Just like the Gloria, the Credo is a fancy of choruses and arias that observe each other in apparently logical sequence. A number of components of the Credo once more derived from Bach’s earlier works; different mirrored his assiduous learning, copying, and directing Lots by composers from Palestrina to his personal contemporaries. Thus the opening refrain pairs a motet (“Credo in unum Deum”) in archaic model on the liturgical chant, for five-voice refrain plus two impartial violin components and continuo, with a concertato fugue for 4 voices and full orchestra. After the duet for soprano [Forsythe] and alto [Mumford], through which the 2 voices playfully alternate quick motives, three solemn choruses recount the lifetime of Christ from delivery to resurrection. The central motion, “Crucifixus,” is a passacaglia with the repeating chromatically descending bass that historically spelled mourning in each sacred and secular contexts. “Et resurrexit” is a concerto-like motion within the spirit of the Gloria’s opening refrain. After a solo aria, “Et in spiritum sanctum,” that joined Deas’s ringing baritone with two oboe d’amore, strict imitative counterpoint over a strolling bass returned in “Confiteor unum baptisma” (I acknowledge one baptism), reminiscent of the stile antico method of the opening Credo. [In a show-stopping manner], Pearlman brilliantly executed [Bach’s amazing] transition from the gradual, chromatically-tinged descent on the phrases “Et expecto resurrectionem mortuorum” (And I await the resurrection of the useless) to the triumphant reinterpretation of the identical textual content that opens the next tutti in D main.
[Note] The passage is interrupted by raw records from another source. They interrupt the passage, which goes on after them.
use std::sync::Arc;
use std::time::Duration;

use reqwest::header::{ACCEPT, AUTHORIZATION};
use reqwest::{Method, StatusCode};
use serde::Serialize;
use serde::de::DeserializeOwned;
use thiserror::Error;
use uuid::Uuid;

use crate::config::ClientConfig;
use crate::storage::{AUTH_TOKEN_KEY, LocalStorage};

#[derive(Debug, Error)]
pub enum HttpError {
    #[error("api_client_build_failed:{message}")]
    Build { message: String },
    #[error("api_client_invalid_path")]
    InvalidPath,
    #[error("api_request_timed_out:{message}")]
    Timeout { message: String },
    #[error("api_request_failed:{message}")]
    Request { message: String },
    #[error("api_read_failed:{message}")]
    Read { message: String },
    #[error("api_unauthorized")]
    Unauthorized,
    #[error("api_http_{status}:{body}")]
    Http { status: StatusCode, body: String },
    #[error("api_json_decode_failed:{message}")]
    Decode { message: String },
}

impl HttpError {
    pub fn status(&self) -> Option<StatusCode> {
        match self {
            Self::Unauthorized => Some(StatusCode::UNAUTHORIZED),
            Self::Http { status, .. } => Some(*status),
            _ => None,
        }
    }
}

/// Shared outbound client: one per process, cloned into every service.
///
/// A 401 surfaces as [`HttpError::Unauthorized`]; deciding what that means for
/// the session belongs to [`crate::session::SessionManager`].
#[derive(Debug, Clone)]
pub struct ApiClient {
    base_url: String,
    timeout: Duration,
    http: reqwest::Client,
    storage: Arc<dyn LocalStorage>,
}

impl ApiClient {
    pub fn new(config: &ClientConfig, storage: Arc<dyn LocalStorage>) -> Result<Self, HttpError> {
        let http = reqwest::Client::builder()
            .timeout(config.timeout)
            .build()
            .map_err(|error| HttpError::Build {
                message: error.to_string(),
            })?;

        Ok(Self {
            base_url: config.base_url.clone(),
            timeout: config.timeout,
            http,
            storage,
        })
    }

    pub fn base_url(&self) -> &str {
        &self.base_url
    }

    pub fn timeout(&self) -> Duration {
        self.timeout
    }

    pub fn storage(&self) -> &Arc<dyn LocalStorage> {
        &self.storage
    }

    pub fn endpoint(&self, path: &str) -> Option<String> {
        let trimmed = path.trim();
        if trimmed.is_empty() {
            return None;
        }
        if trimmed.starts_with('/') {
            Some(format!("{}{trimmed}", self.base_url))
        } else {
            Some(format!("{}/{trimmed}", self.base_url))
        }
    }

    pub async fn get_json<T>(&self, path: &str) -> Result<T, HttpError>
    where
        T: DeserializeOwned,
    {
        self.get_json_with_query(path, &[]).await
    }

    pub async fn get_json_with_query<T>(
        &self,
        path: &str,
        query: &[(&str, &str)],
    ) -> Result<T, HttpError>
    where
        T: DeserializeOwned,
    {
        let response = self.send(Method::GET, path, query, None::<&()>).await?;
        decode_json_response(response).await
    }

    pub async fn post_json<Req, Res>(&self, path: &str, payload: &Req) -> Result<Res, HttpError>
    where
        Req: Serialize + ?Sized,
        Res: DeserializeOwned,
    {
        let response = self.send(Method::POST, path, &[], Some(payload)).await?;
        decode_json_response(response).await
    }

    pub async fn put_json<Req, Res>(&self, path: &str, payload: &Req) -> Result<Res, HttpError>
    where
        Req: Serialize + ?Sized,
        Res: DeserializeOwned,
    {
        let response = self.send(Method::PUT, path, &[], Some(payload)).await?;
        decode_json_response(response).await
    }

    pub async fn patch_json<Req, Res>(&self, path: &str, payload: &Req) -> Result<Res, HttpError>
    where
        Req: Serialize + ?Sized,
        Res: DeserializeOwned,
    {
        let response = self.send(Method::PATCH, path, &[], Some(payload)).await?;
        decode_json_response(response).await
    }

    pub async fn delete_json<T>(&self, path: &str) -> Result<T, HttpError>
    where
        T: DeserializeOwned,
    {
        let response = self.send(Method::DELETE, path, &[], None::<&()>).await?;
        decode_json_response(response).await
    }

    async fn send<Req>(
        &self,
        method: Method,
        path: &str,
        query: &[(&str, &str)],
        payload: Option<&Req>,
    ) -> Result<reqwest::Response, HttpError>
    where
        Req: Serialize + ?Sized,
    {
        let url = self.endpoint(path).ok_or(HttpError::InvalidPath)?;

        let mut request = self
            .http
            .request(method.clone(), url.as_str())
            .header(ACCEPT, "application/json")
            .header("x-request-id", format!("req_{}", Uuid::new_v4().simple()));
        if !query.is_empty() {
            request = request.query(query);
        }
        if let Some(token) = self.bearer_token() {
            request = request.header(AUTHORIZATION, format!("Bearer {token}"));
        }
        if let Some(payload) = payload {
            request = request.json(payload);
        }

        request.send().await.map_err(|error| {
            tracing::debug!(
                target: "escola.client",
                method = %method,
                url = %url,
                error = %error,
                "api request failed",
            );
            if error.is_timeout() {
                HttpError::Timeout {
                    message: error.to_string(),
                }
            } else {
                HttpError::Request {
                    message: error.to_string(),
                }
            }
        })
    }

    fn bearer_token(&self) -> Option<String> {
        match self.storage.get_item(AUTH_TOKEN_KEY) {
            Ok(token) => token.filter(|token| !token.trim().is_empty()),
            Err(error) => {
                tracing::warn!(
                    target: "escola.client",
                    error = %error,
                    "failed to read session token; sending request without it",
                );
                None
            }
        }
    }
}

pub fn format_http_error(status: StatusCode, body: &[u8]) -> HttpError {
    if status == StatusCode::UNAUTHORIZED {
        return HttpError::Unauthorized;
    }
    let body = non_empty_string(String::from_utf8_lossy(body).to_string())
        .unwrap_or_else(|| "<empty>".to_string());
    HttpError::Http { status, body }
}

async fn decode_json_response<T>(response: reqwest::Response) -> Result<T, HttpError>
where
    T: DeserializeOwned,
{
    let status = response.status();
    let bytes = response.bytes().await.map_err(|error| {
        if error.is_timeout() {
            HttpError::Timeout {
                message: error.to_string(),
            }
        } else {
            HttpError::Read {
                message: error.to_string(),
            }
        }
    })?;

    if !status.is_success() {
        return Err(format_http_error(status, &bytes));
    }

    serde_json::from_slice::<T>(&bytes).map_err(|error| HttpError::Decode {
        message: error.to_string(),
    })
}

fn non_empty_string(value: String) -> Option<String> {
    let trimmed = value.trim();
    if trimmed.is_empty() {
        None
    } else {
        Some(trimmed.to_string())
    }
}

#[cfg(test)]
mod tests {
    use super::*;
    use crate::storage::MemoryStorage;

    fn client(base_url: &str) -> ApiClient {
        let config = ClientConfig::new(base_url).expect("client config");
        ApiClient::new(&config, Arc::new(MemoryStorage::new())).expect("api client")
    }

    #[test]
    fn endpoint_builder_normalizes_paths() {
        let client = client("https://escola.example.com/api/");

        assert_eq!(
            client.endpoint("/goals"),
            Some("https://escola.example.com/api/goals".to_string())
        );
        assert_eq!(
            client.endpoint("goals/goal_1/progress"),
            Some("https://escola.example.com/api/goals/goal_1/progress".to_string())
        );
        assert_eq!(client.endpoint("  "), None);
    }

    #[test]
    fn http_errors_keep_status_and_body() {
        let error = format_http_error(StatusCode::NOT_FOUND, b" {\"message\":\"Goal not found\"} ");
        assert_eq!(error.status(), Some(StatusCode::NOT_FOUND));
        assert_eq!(
            error.to_string(),
            "api_http_404 Not Found:{\"message\":\"Goal not found\"}"
        );

        let empty = format_http_error(StatusCode::BAD_GATEWAY, b"  ");
        assert!(matches!(empty, HttpError::Http { ref body, .. } if body == "<empty>"));
    }

    #[test]
    fn unauthorized_status_is_typed() {
        let error = format_http_error(StatusCode::UNAUTHORIZED, b"expired");
        assert!(matches!(error, HttpError::Unauthorized));
        assert_eq!(error.status(), Some(StatusCode::UNAUTHORIZED));
    }
}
Virtually all sections of the Sanctus and Agnus Dei originated in earlier items. Bach composed the Sanctus itself in 1724 for six-voice refrain and three oboes. It opens on a large curtain of sound in easy harmonies over descending octaves within the bass, adopted by a sprightly triple-time fugue on “Pleni sunt coeli.” The Osanna, in the identical tempo, was tailored from a secular cantata written to have fun Friedrich August’s election as King of Poland. Right here the refrain regrouped to kind two opposing choirs of 4 components every. Phan’s sensitivity within the Benedictus equaled in expressive magnificence [Monticello’s exquisite] flute obbligato. Bach tailored the Agnus Dei from an earlier cantata as an alto solo with violins and continuo. [Mumford] delivered an intensely shifting interlude earlier than the ultimate “Dona nobis pacem [brought down the house with trumpets and drums…again].
Lee Eiseman is the writer of the Intelligencer
In 2016 John Ehrlich wrote on these pages of a BEMF model below Ton Koopman:
To believers and non-believers alike, this work undertakes a non secular journey, which undeniably bolsters and affirms religion in listeners and performers. Someway, we’re all the higher for having heard and carried out this.